WindowsWear
- Industry: Retail and Technology
- Headquarters: New York City, New York
- Key people: Jon Harari, CEO Michael Niemtzow, Co-Founder & President Raul Tovar, Co-Founder & Head of Photography Joline Mujica, Head of Trends & Tours
- Website: www.WindowsWear.com

= WindowsWear =

WindowsWear is a retail visual merchandising database and community, founded in 2012 and headquartered in New York City. WindowsWear is a current and archival collection of retail and visual displays dating back to 1931. The collection provides retailers, designers, brands and creative professionals with photos for competitive research, inspiration and trend ideas over the years as they look to create visuals for today's retail environments. At Berkeley College's Manhattan campus, WindowsWear has a museum called the WindowsWear Museum, featuring fashion windows and in-store displays. The company also offers window display tours in New York City, an annual awards event for retailers, and workshops covering visual merchandising, store design, trends, and concepts.

==History==
WindowsWear was founded by Jon Harari, Michael Niemtzow, former colleagues at Lehman Brothers, and Raul Tovar. The team includes photographers stationed in various countries and cities. WindowsWear launched its company in November 2012, with Elle as a launch partner.
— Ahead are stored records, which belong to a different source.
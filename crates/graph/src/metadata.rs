// SPDX-License-Identifier: Apache-2.0

//! The payload carried by execution graph nodes.

use strata_metadata::{
    FlowNode, ModelInputSchema, ModelOutputSchema, ModelParameter, ObjectDefinition,
    ResourceDefinition, Value,
};

/// Metadata accumulated on a graph node across the compilation passes.
///
/// The builder seeds each node with its flow node and any contract declared
/// on the flow; the binder attaches runtime objects and values; inference
/// fills whatever contract is still missing. Updates are copy-on-write:
/// every `with_*` builder returns a new instance, leaving prior graph
/// sections untouched.
#[derive(Debug, Clone, PartialEq)]
pub struct NodeMetadata {
    /// The flow node this graph node was expanded from.
    pub flow_node: FlowNode,

    /// Parameter contract, declared or inferred.
    pub model_parameter: Option<ModelParameter>,

    /// Input schema contract, declared or inferred.
    pub model_input_schema: Option<ModelInputSchema>,

    /// Output schema contract, declared or inferred.
    pub model_output_schema: Option<ModelOutputSchema>,

    /// Resource contract, declared or inferred.
    pub model_resource: Option<ResourceDefinition>,

    /// The metadata object bound from the job request.
    pub runtime_object: Option<ObjectDefinition>,

    /// The runtime value bound from the job request.
    pub runtime_value: Option<Value>,
}

impl NodeMetadata {
    /// Creates metadata carrying only the flow node.
    #[must_use]
    pub fn new(flow_node: FlowNode) -> Self {
        NodeMetadata {
            flow_node,
            model_parameter: None,
            model_input_schema: None,
            model_output_schema: None,
            model_resource: None,
            runtime_object: None,
            runtime_value: None,
        }
    }

    /// Returns a copy with the parameter contract set.
    #[must_use]
    pub fn with_model_parameter(mut self, model_parameter: ModelParameter) -> Self {
        self.model_parameter = Some(model_parameter);
        self
    }

    /// Returns a copy with the input schema contract set.
    #[must_use]
    pub fn with_model_input_schema(mut self, model_input_schema: ModelInputSchema) -> Self {
        self.model_input_schema = Some(model_input_schema);
        self
    }

    /// Returns a copy with the output schema contract set.
    #[must_use]
    pub fn with_model_output_schema(mut self, model_output_schema: ModelOutputSchema) -> Self {
        self.model_output_schema = Some(model_output_schema);
        self
    }

    /// Returns a copy with the resource contract set.
    #[must_use]
    pub fn with_model_resource(mut self, model_resource: ResourceDefinition) -> Self {
        self.model_resource = Some(model_resource);
        self
    }

    /// Returns a copy with the runtime object set.
    #[must_use]
    pub fn with_runtime_object(mut self, runtime_object: ObjectDefinition) -> Self {
        self.runtime_object = Some(runtime_object);
        self
    }

    /// Returns a copy with the runtime value set.
    #[must_use]
    pub fn with_runtime_value(mut self, runtime_value: Value) -> Self {
        self.runtime_value = Some(runtime_value);
        self
    }
}
// Copyright The Strata Dataflow Authors
// SPDX-License-Identifier: Apache-2.0

//! Schema-aware streaming codecs for tabular data.
//!
//! Decoders consume a byte stream (or, for framed binary formats, the fully
//! buffered stream) and produce record batches; encoders do the reverse.
//! Both are ordinary pipeline stages and follow the engine's ownership
//! rules: chunks and batches move, error paths drop.
//!
//! Text decoding is driven by chunk-fed lexers so arbitrarily split input —
//! a UTF-8 sequence, a quoted field or an escape straddling a chunk
//! boundary — decodes identically to contiguous input. Parse errors are
//! data-corruption errors carrying the one-based line they occurred on.

pub mod arrow;
pub mod column;
pub mod config;
pub mod csv;
pub mod json;
pub mod schema;

use arrow_schema::SchemaRef;
use strata_pipeline::TransformHandle;
use strata_pipeline::pipeline::PumpHandle;

pub use config::CodecOptions;

/// Routes a stage error to the right pipeline failure path.
pub(crate) fn report(scheduler: Option<&PumpHandle>, error: strata_pipeline::Error) {
    if let Some(scheduler) = scheduler {
        if error.is_regular() {
            scheduler.report_regular_error(error);
        } else {
            scheduler.report_unhandled_error(error);
        }
    }
}

/// The serialization formats the data layer understands.
#[derive(Debug, Clone, Copy, PartialEq, Eq)]
pub enum CodecFormat {
    /// Delimited text, RFC-4180 quoting.
    Csv,
    /// One top-level array of row objects.
    Json,
    /// Arrow IPC stream framing.
    Arrow,
}

/// Creates a decoder stage for the given format and schema.
#[must_use]
pub fn decoder(format: CodecFormat, schema: SchemaRef, options: &CodecOptions) -> TransformHandle {
    match format {
        CodecFormat::Csv => {
            TransformHandle::byte_stream(csv::CsvDecoder::new(schema, options.clone()))
        }
        CodecFormat::Json => {
            TransformHandle::byte_stream(json::JsonDecoder::new(schema, options.clone()))
        }
        CodecFormat::Arrow => TransformHandle::buffer_list(arrow::ArrowDecoder::new()),
    }
}

/// Creates an encoder stage for the given format.
#[must_use]
pub fn encoder(format: CodecFormat, options: &CodecOptions) -> TransformHandle {
    match format {
        CodecFormat::Csv => TransformHandle::batch(csv::CsvEncoder::new(options.clone())),
        CodecFormat::Json => TransformHandle::batch(json::JsonEncoder::new()),
        CodecFormat::Arrow => TransformHandle::batch(arrow::ArrowEncoder::new()),
    }
}
// Copyright The Strata Dataflow Authors
// SPDX-License-Identifier: Apache-2.0

//! Flow graph core.
//!
//! Compiles a declarative flow definition plus a job request into a fully
//! resolved, typed, topologically ordered execution graph. The compilation
//! runs as a sequence of pure passes over immutable graph values:
//!
//! 1. [`builder::build_flow`] — topological expansion of the flow into a
//!    node/edge graph (Kahn's algorithm), with structural validation.
//! 2. [`binder::bind_job`] — attaches runtime values and object references
//!    from the job request.
//! 3. [`autowire::autowire_parameters`] — synthesizes parameter nodes
//!    required by referenced models but not pre-declared.
//! 4. [`infer::infer_types`] — propagates parameter types and input/output
//!    schemas across connected edges.
//!
//! [`export::export_flow`] reverses the expansion, reconstructing a flow
//! definition from a graph section. [`jobs::build_run_flow_graph`] chains
//! the four passes for a run-flow job.
//!
//! Semantic defects never panic and never abort the build: they are
//! reported through an [`error::ErrorHandler`] and compilation continues
//! where possible, so a single build surfaces every problem at once.

pub mod autowire;
pub mod binder;
pub mod builder;
pub mod combine;
pub mod error;
pub mod export;
pub mod infer;
pub mod jobs;
pub mod metadata;
pub mod node;

pub use error::{ErrorCollector, ErrorHandler, GraphError};
pub use jobs::build_run_flow_graph;
pub use metadata::NodeMetadata;
pub use node::{GraphSection, Node, NodeId, NodeNamespace, SocketId};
WindowsWear has funding from investors at companies such as Goldman Sachs, Barclays Capital, Coach, Inc., eBay, and Nomura Securities.

== Users ==
WindowsWear is used by retailers, designers and universities such as The University of Alabama, Berkeley College, EBC Hochschule, FIT,
Genesee College, George Brown, Laboratory Institute of Merchandising, The Planning and Visual Educational Partnership, Milwaukee Area Technical College, Seneca College, Sheridan College and Université du Québec à Montréal.